#### [Assignment]
Could you filter the material and copy every line where the word "calls" occurs?

########################################

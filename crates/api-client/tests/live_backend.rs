//! Tests against a running backend.
//!
//! Run with `cargo test -p digipin-api-client --features integration` and
//! `DIGIPIN_AGENT_API` pointing at the server.

#![cfg(feature = "integration")]

use digipin_api_client::DigipinClient;

#[tokio::test]
async fn test_health() {
    let client = DigipinClient::new().unwrap();
    let health = client.health().check().await.unwrap();
    assert!(health.is_ok(), "status: {}", health.status);
}

#[tokio::test]
async fn test_encode_matches_local_codec() {
    let client = DigipinClient::new().unwrap();
    let encoded = client.digipin().encode(28.6139, 77.2090).await.unwrap();
    assert_eq!(encoded.pin, "39J-438-TJC7");
}

#[tokio::test]
async fn test_decode_and_distance() {
    let client = DigipinClient::new().unwrap();

    let decoded = client.digipin().decode("39J-438-TJC7").await.unwrap();
    assert!((decoded.latitude - 28.613901).abs() < 1e-5);

    let distance = client
        .digipin()
        .distance("39J-438-TJC7", "4FK-595-8823")
        .await
        .unwrap();
    assert!((distance.meters - 1_148_000.0).abs() < 5_000.0);
}

#[tokio::test]
async fn test_invalid_pin_is_a_client_error() {
    let client = DigipinClient::new().unwrap();
    let err = client.digipin().decode("NOT-A-PIN").await.unwrap_err();
    assert!(err.is_client_error(), "{err}");
}
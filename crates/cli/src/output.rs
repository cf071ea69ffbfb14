//! Terminal output utilities
//!
//! Provides consistent formatting for CLI output.

use clap::ValueEnum;
use owo_colors::OwoColorize;
use serde::Serialize;

/// How command results are rendered
#[derive(Debug, Clone, Copy, PartialEq, Eq, Default, ValueEnum)]
pub enum OutputFormat {
    /// Human readable, colored when the terminal supports it
    #[default]
    Text,
    /// One pretty-printed JSON document on stdout
    Json,
}

impl OutputFormat {
    /// Whether JSON was requested
    #[must_use]
    pub fn is_json(self) -> bool {
        self == Self::Json
    }
}

/// Status message helpers
pub struct Status;

impl Status {
    /// Print a success message
    pub fn success(message: &str) {
        println!("{} {}", "✓".green(), message);
    }

    /// Print an error message
    pub fn error(message: &str) {
        eprintln!("{} {}", "✗".red(), message);
    }

    /// Print a warning message
    pub fn warning(message: &str) {
        eprintln!("{} {}", "⚠".yellow(), message);
    }

    /// Print an info message
    pub fn info(message: &str) {
        println!("{} {}", "ℹ".blue(), message);
    }

    /// Print an aligned `label: value` result line
    pub fn field(label: &str, value: impl std::fmt::Display) {
        println!("  {:<12} {}", format!("{label}:").dimmed(), value.bold());
    }

    /// Print a header
    pub fn header(message: &str) {
        println!();
        println!("{}", message.bold());
        println!("{}", "─".repeat(message.chars().count()));
    }
}

/// Print a value as pretty JSON on stdout
pub fn print_json<T: Serialize>(value: &T) -> serde_json::Result<()> {
    println!("{}", serde_json::to_string_pretty(value)?);
    Ok(())
}

/// Format a duration for display
pub fn format_duration(duration: std::time::Duration) -> String {
    let secs = duration.as_secs_f32();
    if secs < 1.0 {
        format!("{:.0}ms", secs * 1000.0)
    } else if secs < 60.0 {
        format!("{secs:.1}s")
    } else {
        let mins = (secs / 60.0).floor();
        let remaining_secs = secs % 60.0;
        format!("{mins}m {remaining_secs:.0}s")
    }
}

/// Format a count with singular/plural
pub fn format_count(count: usize, singular: &str, plural: &str) -> String {
    if count == 1 {
        format!("{count} {singular}")
    } else {
        format!("{count} {plural}")
    }
}

/// Format a coordinate pair with six decimals, the precision of a decoded pin
pub fn format_coordinate(lat: f64, lng: f64) -> String {
    format!("{lat:.6}, {lng:.6}")
}
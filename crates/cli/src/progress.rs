//! Progress indicators
//!
//! Spinners for remote calls and bars for batch conversion.

use indicatif::{ProgressBar, ProgressStyle};
use std::time::Duration;

/// Create a spinner for a request whose duration is unknown
pub fn spinner(message: &str) -> ProgressBar {
    let pb = ProgressBar::new_spinner();
    if let Ok(style) = ProgressStyle::default_spinner()
        .tick_chars("⠋⠙⠹⠸⠼⠴⠦⠧⠇⠏")
        .template("{spinner:.blue} {msg}")
    {
        pb.set_style(style);
    }
    pb.set_message(message.to_string());
    pb.enable_steady_tick(Duration::from_millis(80));
    pb
}

/// Create a progress bar for a batch of `total` lines
pub fn batch_progress(total: u64, message: &str) -> ProgressBar {
    let pb = ProgressBar::new(total);
    if let Ok(style) = ProgressStyle::default_bar()
        .template("{msg} [{bar:40.cyan/blue}] {pos}/{len} lines ({eta})")
    {
        pb.set_style(style.progress_chars("█▓░"));
    }
    pb.set_message(message.to_string());
    pb
}

/// Finish a progress indicator with a success message
pub fn finish_success(pb: &ProgressBar, message: &str) {
    pb.finish_with_message(format!("✓ {message}"));
}

/// Finish a progress indicator with an error message
pub fn finish_error(pb: &ProgressBar, message: &str) {
    pb.finish_with_message(format!("✗ {message}"));
}

#[cfg(test)]
mod tests {
    use super::*;

    #[test]
    fn test_spinner_creation() {
        let pb = spinner("Asking backend...");
        finish_success(&pb, "done");
        assert!(pb.is_finished());
    }

    #[test]
    fn test_batch_progress_counts() {
        let pb = batch_progress(10, "Encoding");
        pb.inc(4);
        assert_eq!(pb.position(), 4);
        finish_error(&pb, "stopped");
        assert!(pb.is_finished());
    }
}
//! Single-slot debouncing
//!
//! Each call replaces whatever is pending, so only the last call of a burst
//! runs, once the quiet period has passed.

use std::future::Future;
use std::sync::{Mutex, PoisonError};
use std::time::Duration;
use tokio::task::JoinHandle;
use tracing::trace;

/// Runs the most recent of a burst of calls after a quiet period
///
/// Must be used from within a tokio runtime.
#[derive(Debug)]
pub struct Debouncer {
    delay: Duration,
    pending: Mutex<Option<JoinHandle<()>>>,
}

impl Default for Debouncer {
    fn default() -> Self {
        Self::new(Self::DEFAULT_DELAY)
    }
}

impl Debouncer {
    /// Quiet period used for search-as-you-type
    pub const DEFAULT_DELAY: Duration = Duration::from_millis(500);

    /// Debouncer with the given quiet period
    #[must_use]
    pub fn new(delay: Duration) -> Self {
        Self {
            delay,
            pending: Mutex::new(None),
        }
    }

    /// Quiet period
    #[must_use]
    pub fn delay(&self) -> Duration {
        self.delay
    }

    /// Schedules `task` to run after the quiet period, cancelling the
    /// previously scheduled one if it has not finished.
    pub fn call<F>(&self, task: F)
    where
        F: Future<Output = ()> + Send + 'static,
    {
        let delay = self.delay;
        let handle = tokio::spawn(async move {
            tokio::time::sleep(delay).await;
            task.await;
        });

        let previous = self.slot().replace(handle);
        if let Some(previous) = previous {
            if !previous.is_finished() {
                trace!("superseding pending call");
                previous.abort();
            }
        }
    }

    /// Cancels the pending call, if any
    pub fn cancel(&self) {
        if let Some(handle) = self.slot().take() {
            handle.abort();
        }
    }

    /// True while a call is scheduled or running
    #[must_use]
    pub fn is_pending(&self) -> bool {
        self.slot().as_ref().is_some_and(|handle| !handle.is_finished())
    }

    fn slot(&self) -> std::sync::MutexGuard<'_, Option<JoinHandle<()>>> {
        self.pending.lock().unwrap_or_else(PoisonError::into_inner)
    }
}

impl Drop for Debouncer {
    fn drop(&mut self) {
        self.cancel();
    }
}

#[cfg(test)]
mod tests {
    use super::*;
    use std::sync::Arc;

    fn recorder() -> Arc<Mutex<Vec<u32>>> {
        Arc::new(Mutex::new(Vec::new()))
    }

    fn record(log: &Arc<Mutex<Vec<u32>>>, value: u32) -> impl Future<Output = ()> + Send + 'static {
        let log = Arc::clone(log);
        async move { log.lock().unwrap().push(value) }
    }

    #[tokio::test(start_paused = true)]
    async fn test_only_last_call_of_burst_runs() {
        let debouncer = Debouncer::default();
        let log = recorder();

        for i in 0..3 {
            debouncer.call(record(&log, i));
            tokio::time::sleep(Duration::from_millis(100)).await;
        }
        tokio::time::sleep(Duration::from_millis(600)).await;

        assert_eq!(*log.lock().unwrap(), vec![2]);
        assert!(!debouncer.is_pending());
    }

    #[tokio::test(start_paused = true)]
    async fn test_waits_for_quiet_period() {
        let debouncer = Debouncer::new(Duration::from_millis(500));
        let log = recorder();

        debouncer.call(record(&log, 1));
        tokio::time::sleep(Duration::from_millis(400)).await;
        assert!(log.lock().unwrap().is_empty());
        assert!(debouncer.is_pending());

        tokio::time::sleep(Duration::from_millis(200)).await;
        assert_eq!(*log.lock().unwrap(), vec![1]);
    }

    #[tokio::test(start_paused = true)]
    async fn test_separate_bursts_each_run() {
        let debouncer = Debouncer::new(Duration::from_millis(50));
        let log = recorder();

        debouncer.call(record(&log, 1));
        tokio::time::sleep(Duration::from_millis(100)).await;
        debouncer.call(record(&log, 2));
        tokio::time::sleep(Duration::from_millis(100)).await;

        assert_eq!(*log.lock().unwrap(), vec![1, 2]);
    }

    #[tokio::test(start_paused = true)]
    async fn test_cancel() {
        let debouncer = Debouncer::default();
        let log = recorder();

        debouncer.call(record(&log, 1));
        debouncer.cancel();
        tokio::time::sleep(Duration::from_secs(1)).await;

        assert!(log.lock().unwrap().is_empty());
    }
}
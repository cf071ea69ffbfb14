//! Commands backed by the assistant backend

use super::{ensure_within_india, Context};
use anyhow::Result;
use digipin_api_client::{ApiResult, DigipinClient};
use digipin_cli::output::{format_coordinate, format_duration, print_json};
use digipin_cli::progress::spinner;
use digipin_cli::Status;
use digipin_geo::batch::parse_pin_list;
use indicatif::ProgressBar;
use owo_colors::OwoColorize;
use std::future::Future;

/// Client configured from the environment
pub fn client() -> Result<DigipinClient> {
    Ok(DigipinClient::new().map_err(digipin_core::Error::from)?)
}

/// Awaits `request` behind a spinner, converting failures to toolkit errors
pub async fn call<T>(ctx: &Context, message: &str, request: impl Future<Output = ApiResult<T>>) -> Result<T> {
    let pb = if ctx.is_json() || !console::user_attended_stderr() {
        ProgressBar::hidden()
    } else {
        spinner(message)
    };
    let result = request.await;
    pb.finish_and_clear();
    Ok(result.map_err(digipin_core::Error::from)?)
}

pub async fn encode(ctx: &Context, lat: f64, lng: f64) -> Result<()> {
    ensure_within_india(lat, lng)?;
    let client = client()?;
    let response = call(ctx, "Encoding...", client.digipin().encode(lat, lng)).await?;

    if ctx.is_json() {
        print_json(&response)?;
        return Ok(());
    }
    Status::field("DIGIPIN", &response.pin);
    Ok(())
}

pub async fn decode(ctx: &Context, pin: &str) -> Result<()> {
    let client = client()?;
    let response = call(ctx, "Decoding...", client.digipin().decode(pin)).await?;

    if ctx.is_json() {
        print_json(&response)?;
        return Ok(());
    }
    Status::field("Location", format_coordinate(response.latitude, response.longitude));
    if let Some(bounds) = &response.bounds {
        Status::field(
            "Cell",
            format!(
                "{} to {}",
                format_coordinate(bounds.south_west.lat, bounds.south_west.lon),
                format_coordinate(bounds.north_east.lat, bounds.north_east.lon)
            ),
        );
    }
    Ok(())
}

pub async fn distance(ctx: &Context, pin_a: &str, pin_b: &str) -> Result<()> {
    let client = client()?;
    let response = call(ctx, "Measuring...", client.digipin().distance(pin_a, pin_b)).await?;

    if ctx.is_json() {
        print_json(&response)?;
        return Ok(());
    }
    Status::field("Distance", response.display());
    Ok(())
}

pub async fn nearest(ctx: &Context, pin: &str, candidates: &str) -> Result<()> {
    let candidates = parse_pin_list(candidates);
    if candidates.is_empty() {
        return Err(digipin_core::Error::new(digipin_core::ErrorCode::NoCandidates, "No DIGIPIN candidates supplied")
            .with_suggestion("Pass at least one pin with --candidates")
            .into());
    }

    let client = client()?;
    let response = call(ctx, "Searching...", client.digipin().nearest(pin, &candidates)).await?;

    if ctx.is_json() {
        print_json(&response)?;
        return Ok(());
    }
    Status::field("Nearest", &response.nearest);
    Ok(())
}

pub async fn ask(ctx: &Context, message: &str, context: Option<&str>) -> Result<()> {
    let context = context
        .map(serde_json::from_str::<serde_json::Value>)
        .transpose()
        .map_err(|e| {
            digipin_core::Error::new(digipin_core::ErrorCode::InvalidFormat, "--context is not valid JSON").with_source(e)
        })?;

    let client = client()?;
    let response = call(ctx, "Thinking...", client.agent().respond(message, context)).await?;

    if ctx.is_json() {
        print_json(&response)?;
        return Ok(());
    }
    println!("{}", response.response);
    Ok(())
}

pub async fn health(ctx: &Context) -> Result<()> {
    let client = client()?;
    let (response, elapsed) = call(ctx, "Checking backend...", client.health().check_timed()).await?;

    if ctx.is_json() {
        print_json(&serde_json::json!({
            "url": client.base_url(),
            "status": response.status,
            "agent_ready": response.agent_ready,
            "elapsed_ms": elapsed.as_millis(),
        }))?;
    } else {
        Status::field("Backend", client.base_url());
        if response.is_ok() {
            Status::field("Status", response.status.green());
        } else {
            Status::field("Status", response.status.red());
        }
        Status::field("Assistant", if response.agent_ready { "ready" } else { "not ready" });
        Status::field("Latency", format_duration(elapsed).dimmed());
    }

    if response.is_ok() {
        Ok(())
    } else {
        Err(digipin_core::Error::remote(format!("Backend reports status `{}`", response.status)).into())
    }
}
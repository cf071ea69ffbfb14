//! Offline conversions: encode, decode, validate, distance, nearest

use super::{ensure_within_india, geo_error, Context};
use anyhow::Result;
use digipin_cli::output::{format_coordinate, print_json};
use digipin_cli::Status;
use digipin_geo::batch::{parse_pin_list, rank_by_distance, RankedPin};
use digipin_geo::{format_distance, geofence, pin, DigipinCodec, DistanceSummary, GeoBounds, GridCodec};
use owo_colors::OwoColorize;
use serde::Serialize;

#[derive(Serialize)]
struct EncodeOutput {
    latitude: f64,
    longitude: f64,
    pin: String,
}

#[derive(Serialize)]
struct DecodeOutput {
    pin: String,
    latitude: f64,
    longitude: f64,
    bounds: GeoBounds,
}

#[derive(Serialize)]
struct ValidateOutput {
    latitude: f64,
    longitude: f64,
    within_india: bool,
    #[serde(skip_serializing_if = "Option::is_none")]
    rejection: Option<geofence::Rejection>,
}

#[derive(Serialize)]
struct DistanceOutput<'a> {
    pin_a: &'a str,
    pin_b: &'a str,
    #[serde(flatten)]
    distance: DistanceSummary,
}

#[derive(Serialize)]
struct NearestOutput<'a> {
    reference: &'a str,
    nearest: String,
    ranking: Vec<RankedPin>,
}

/// Encode a coordinate that passes the geofence
pub fn encode(ctx: &Context, lat: f64, lng: f64) -> Result<()> {
    ensure_within_india(lat, lng)?;
    let pin = GridCodec.encode(lat, lng).map_err(geo_error)?;

    if ctx.is_json() {
        print_json(&EncodeOutput { latitude: lat, longitude: lng, pin })?;
        return Ok(());
    }

    Status::field("DIGIPIN", &pin);
    Status::field("Location", format_coordinate(lat, lng));
    Ok(())
}

/// Decode a pin; its cell centre must lie inside India
pub fn decode(ctx: &Context, input: &str) -> Result<()> {
    let decoded = pin::decode(input).map_err(geo_error)?;
    let centre = decoded.center;
    ensure_within_india(centre.latitude, centre.longitude)?;
    let canonical = pin::canonical(input).map_err(geo_error)?;

    if ctx.is_json() {
        print_json(&DecodeOutput {
            pin: canonical,
            latitude: centre.latitude,
            longitude: centre.longitude,
            bounds: decoded.bounds,
        })?;
        return Ok(());
    }

    Status::field("DIGIPIN", &canonical);
    Status::field("Location", format_coordinate(centre.latitude, centre.longitude));
    Status::field(
        "Cell",
        format!(
            "{} to {}",
            format_coordinate(decoded.bounds.south_west.latitude, decoded.bounds.south_west.longitude),
            format_coordinate(decoded.bounds.north_east.latitude, decoded.bounds.north_east.longitude)
        ),
    );
    Ok(())
}

/// Report whether a coordinate is inside India. A rejected coordinate exits
/// with the validation code.
pub fn validate(ctx: &Context, lat: f64, lng: f64) -> Result<()> {
    let rejection = geofence::check(lat, lng).err();

    if ctx.is_json() {
        print_json(&ValidateOutput {
            latitude: lat,
            longitude: lng,
            within_india: rejection.is_none() && lat.is_finite() && lng.is_finite(),
            rejection,
        })?;
    } else if rejection.is_none() && lat.is_finite() && lng.is_finite() {
        Status::success(&format!("{} is inside India", format_coordinate(lat, lng)));
    }

    ensure_within_india(lat, lng)?;
    Ok(())
}

/// Distance between two cell centres
pub fn distance(ctx: &Context, pin_a: &str, pin_b: &str) -> Result<()> {
    let summary = DistanceSummary::between(&GridCodec, pin_a, pin_b).map_err(geo_error)?;

    if ctx.is_json() {
        print_json(&DistanceOutput { pin_a, pin_b, distance: summary })?;
        return Ok(());
    }

    Status::field("Distance", &summary.formatted);
    Status::field("Meters", format!("{:.0}", summary.meters));
    Ok(())
}

/// Closest candidate, followed by the ranking it came from
pub fn nearest(ctx: &Context, reference: &str, candidates: &str, limit: usize) -> Result<()> {
    let candidates = parse_pin_list(candidates);
    let nearest = GridCodec.nearest(reference, &candidates).map_err(geo_error)?;
    let ranking = rank_by_distance(reference, &candidates, Some(limit)).map_err(geo_error)?;

    if ctx.is_json() {
        print_json(&NearestOutput { reference, nearest, ranking })?;
        return Ok(());
    }

    Status::field("Nearest", &nearest);
    if ranking.len() > 1 {
        Status::header("Ranking");
        for (index, ranked) in ranking.iter().enumerate() {
            println!(
                "  {:>2}. {}  {}",
                index + 1,
                ranked.pin,
                format_distance(ranked.distance).dimmed()
            );
        }
    }
    Ok(())
}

########################################

#### [Task result]
//! Spinners for remote calls and bars for batch conversion.
/// Runs the most recent of a burst of calls after a quiet period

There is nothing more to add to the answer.